Province of New Spain

The Province of Las Californias (Provincia de las Californias) was a Spanish Empire province in the northwestern region of New Spain. Its territory consisted of the entire U.S. states of California, Nevada, and Utah, parts of Arizona, Wyoming, and Colorado, and the Mexican states of Baja California and Baja California Sur.

==Etymology==

There has been understandable confusion about use of the plural Californias by Spanish colonial authorities. California historian Theodore Hittell offered the following explanation:

In very early times, while the country was supposed to be an island or rather several islands, it was commonly known by the plural appellation of "Las Californias" (The Californias). Afterwards, when its peninsular character was ascertained, it was called simply California; but the territory so designated was unlimited in extent. When the expeditions for the settlement of San Diego and Monterey marched, it was understood that they were going, not out of California, but into a new part of it. The peninsula then began to be generally spoken of as Antigua or Old California and the unlimited remainder as Nueva or New California, subsequently more commonly called Alta or Upper California.

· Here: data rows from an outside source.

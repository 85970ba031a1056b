//! Local Ed25519 key store.
//!
//! Decodes a Sui `suiprivkey` bech32 export into an Ed25519 keypair. The
//! key can be supplied inline in configuration or through a key file in
//! the wallet-export format: a JSON object with an `exportedPrivateKey`
//! field. Addresses are derived as blake2b-256 over the scheme flag and
//! the public key; signatures carry the Sui intent envelope.

use crate::{AccountError, AccountInterface};
use async_trait::async_trait;
use base64::{engine::general_purpose::STANDARD as BASE64, Engine as _};
use bech32::Hrp;
use blake2::{digest::consts::U32, Blake2b, Digest};
use courier_types::{ConfigSchema, Field, FieldType, Schema, Signature, SuiAddress};
use ed25519_dalek::{Signer, SigningKey};
use serde::Deserialize;
use std::path::Path;

type Blake2b256 = Blake2b<U32>;

/// Human-readable part of a Sui private key export.
const SUI_PRIVKEY_HRP: &str = "suiprivkey";
/// Signature scheme flag for Ed25519 keys.
const ED25519_FLAG: u8 = 0x00;
/// Sui intent envelope for transaction data: scope, version, app id.
const TX_INTENT_PREFIX: [u8; 3] = [0, 0, 0];

/// Wallet key-export file shape.
#[derive(Debug, Deserialize)]
struct KeyFile {
	#[serde(rename = "exportedPrivateKey")]
	exported_private_key: String,
}

/// Local key store holding an Ed25519 keypair in memory.
pub struct LocalKeystore {
	signing_key: SigningKey,
	address: SuiAddress,
}

impl std::fmt::Debug for LocalKeystore {
	fn fmt(&self, f: &mut std::fmt::Formatter<'_>) -> std::fmt::Result {
		f.debug_struct("LocalKeystore")
			.field("address", &self.address)
			.finish_non_exhaustive()
	}
}

impl LocalKeystore {
	/// Creates a keystore from a bech32 `suiprivkey` export string.
	pub fn from_bech32(exported: &str) -> Result<Self, AccountError> {
		let (hrp, data) = bech32::decode(exported.trim())
			.map_err(|e| AccountError::InvalidKey(format!("not a bech32 key export: {}", e)))?;

		let expected_hrp = Hrp::parse(SUI_PRIVKEY_HRP)
			.map_err(|e| AccountError::InvalidKey(format!("bad hrp constant: {}", e)))?;
		if hrp != expected_hrp {
			return Err(AccountError::InvalidKey(format!(
				"unexpected key prefix '{}', expected '{}'",
				hrp, SUI_PRIVKEY_HRP
			)));
		}

		if data.len() != 33 {
			return Err(AccountError::InvalidKey(format!(
				"key payload must be 33 bytes (flag + seed), got {}",
				data.len()
			)));
		}
		if data[0] != ED25519_FLAG {
			return Err(AccountError::InvalidKey(format!(
				"unsupported signature scheme flag {:#04x}, only Ed25519 is supported",
				data[0]
			)));
		}

		let seed: [u8; 32] = data[1..33]
			.try_into()
			.map_err(|_| AccountError::InvalidKey("seed must be 32 bytes".to_string()))?;
		let signing_key = SigningKey::from_bytes(&seed);
		let address = derive_address(&signing_key)?;

		Ok(Self {
			signing_key,
			address,
		})
	}

	/// Creates a keystore from a wallet key-export JSON file.
	pub fn from_key_file(path: impl AsRef<Path>) -> Result<Self, AccountError> {
		let contents = std::fs::read_to_string(path.as_ref()).map_err(|e| {
			AccountError::KeyFile(format!("cannot read {}: {}", path.as_ref().display(), e))
		})?;
		let key_file: KeyFile = serde_json::from_str(&contents)
			.map_err(|e| AccountError::KeyFile(format!("invalid key file: {}", e)))?;
		Self::from_bech32(&key_file.exported_private_key)
	}
}

/// Derives the Sui address for an Ed25519 key: blake2b-256(flag || pubkey).
fn derive_address(signing_key: &SigningKey) -> Result<SuiAddress, AccountError> {
	let mut hasher = Blake2b256::new();
	hasher.update([ED25519_FLAG]);
	hasher.update(signing_key.verifying_key().to_bytes());
	let digest = hasher.finalize();

	SuiAddress::new(format!("0x{}", hex::encode(digest)))
		.map_err(|e| AccountError::InvalidKey(format!("derived address rejected: {}", e)))
}

/// Configuration schema for the local key store.
pub struct LocalKeystoreSchema;

impl LocalKeystoreSchema {
	/// Static validation method for use before instance creation.
	pub fn validate_config(config: &toml::Value) -> Result<(), courier_types::ValidationError> {
		let instance = Self;
		instance.validate(config)
	}
}

impl ConfigSchema for LocalKeystoreSchema {
	fn validate(&self, config: &toml::Value) -> Result<(), courier_types::ValidationError> {
		let schema = Schema::new(
			vec![],
			vec![
				Field::new("key_file", FieldType::String),
				Field::new("private_key", FieldType::String).with_validator(|value| {
					match value.as_str() {
						Some(key) if key.trim().starts_with(SUI_PRIVKEY_HRP) => Ok(()),
						Some(_) => Err(format!(
							"private_key must be a bech32 '{}' export",
							SUI_PRIVKEY_HRP
						)),
						None => Err("Expected string value for private_key".to_string()),
					}
				}),
			],
		);
		schema.validate(config)?;

		let table = config.as_table();
		let has_any = table
			.map(|t| t.contains_key("key_file") || t.contains_key("private_key"))
			.unwrap_or(false);
		if !has_any {
			return Err(courier_types::ValidationError::MissingField(
				"key_file or private_key".to_string(),
			));
		}
		Ok(())
	}
}

#[async_trait]
impl AccountInterface for LocalKeystore {
	fn config_schema(&self) -> Box<dyn ConfigSchema> {
		Box::new(LocalKeystoreSchema)
	}

	async fn address(&self) -> Result<SuiAddress, AccountError> {
		Ok(self.address.clone())
	}

	async fn sign_tx_bytes(&self, tx_bytes: &[u8]) -> Result<Signature, AccountError> {
		// Sui signs blake2b-256 of the intent envelope, not the raw bytes.
		let mut message = Vec::with_capacity(TX_INTENT_PREFIX.len() + tx_bytes.len());
		message.extend_from_slice(&TX_INTENT_PREFIX);
		message.extend_from_slice(tx_bytes);

		let mut hasher = Blake2b256::new();
		hasher.update(&message);
		let digest = hasher.finalize();

		let signature = self.signing_key.sign(&digest);

		// Serialized form: flag || signature || pubkey, base64-encoded.
		let mut serialized = Vec::with_capacity(1 + 64 + 32);
		serialized.push(ED25519_FLAG);
		serialized.extend_from_slice(&signature.to_bytes());
		serialized.extend_from_slice(&self.signing_key.verifying_key().to_bytes());

		Ok(Signature(BASE64.encode(serialized)))
	}
}

/// Factory function to create a local key store from configuration.
///
/// `private_key` (inline bech32 export) takes precedence over `key_file`
/// (wallet-export JSON) when both are present.
pub fn create_account(config: &toml::Value) -> Result<Box<dyn AccountInterface>, AccountError> {
	LocalKeystoreSchema::validate_config(config)
		.map_err(|e| AccountError::InvalidKey(format!("Invalid configuration: {}", e)))?;

	if let Some(private_key) = config.get("private_key").and_then(|v| v.as_str()) {
		return Ok(Box::new(LocalKeystore::from_bech32(private_key)?));
	}

	let key_file = config
		.get("key_file")
		.and_then(|v| v.as_str())
		.ok_or_else(|| AccountError::KeyFile("key_file is not a string".to_string()))?;
	Ok(Box::new(LocalKeystore::from_key_file(key_file)?))
}

/// Registry for the local account implementation.
pub struct Registry;

impl courier_types::ImplementationRegistry for Registry {
	const NAME: &'static str = "local";
	type Factory = crate::AccountFactory;

	fn factory() -> Self::Factory {
		create_account
	}
}

impl crate::AccountRegistry for Registry {}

At the same time the old plural name of The Californias was revived, but with a more definite signification than before.

==History==

The first attempted Spanish occupation of California was by the Jesuit missionary Eusebio Kino, in 1683. His Misión San Bruno failed, however, and it was not until 1697 that Misión de Nuestra Señora de Loreto Conchó was successfully established by another Jesuit, Juan María de Salvatierra. The mission became the nucleus of Loreto, first permanent settlement and first administrative center of the province. The Jesuits went on to found a total of 18 missions in the lower two-thirds of the Baja California Peninsula.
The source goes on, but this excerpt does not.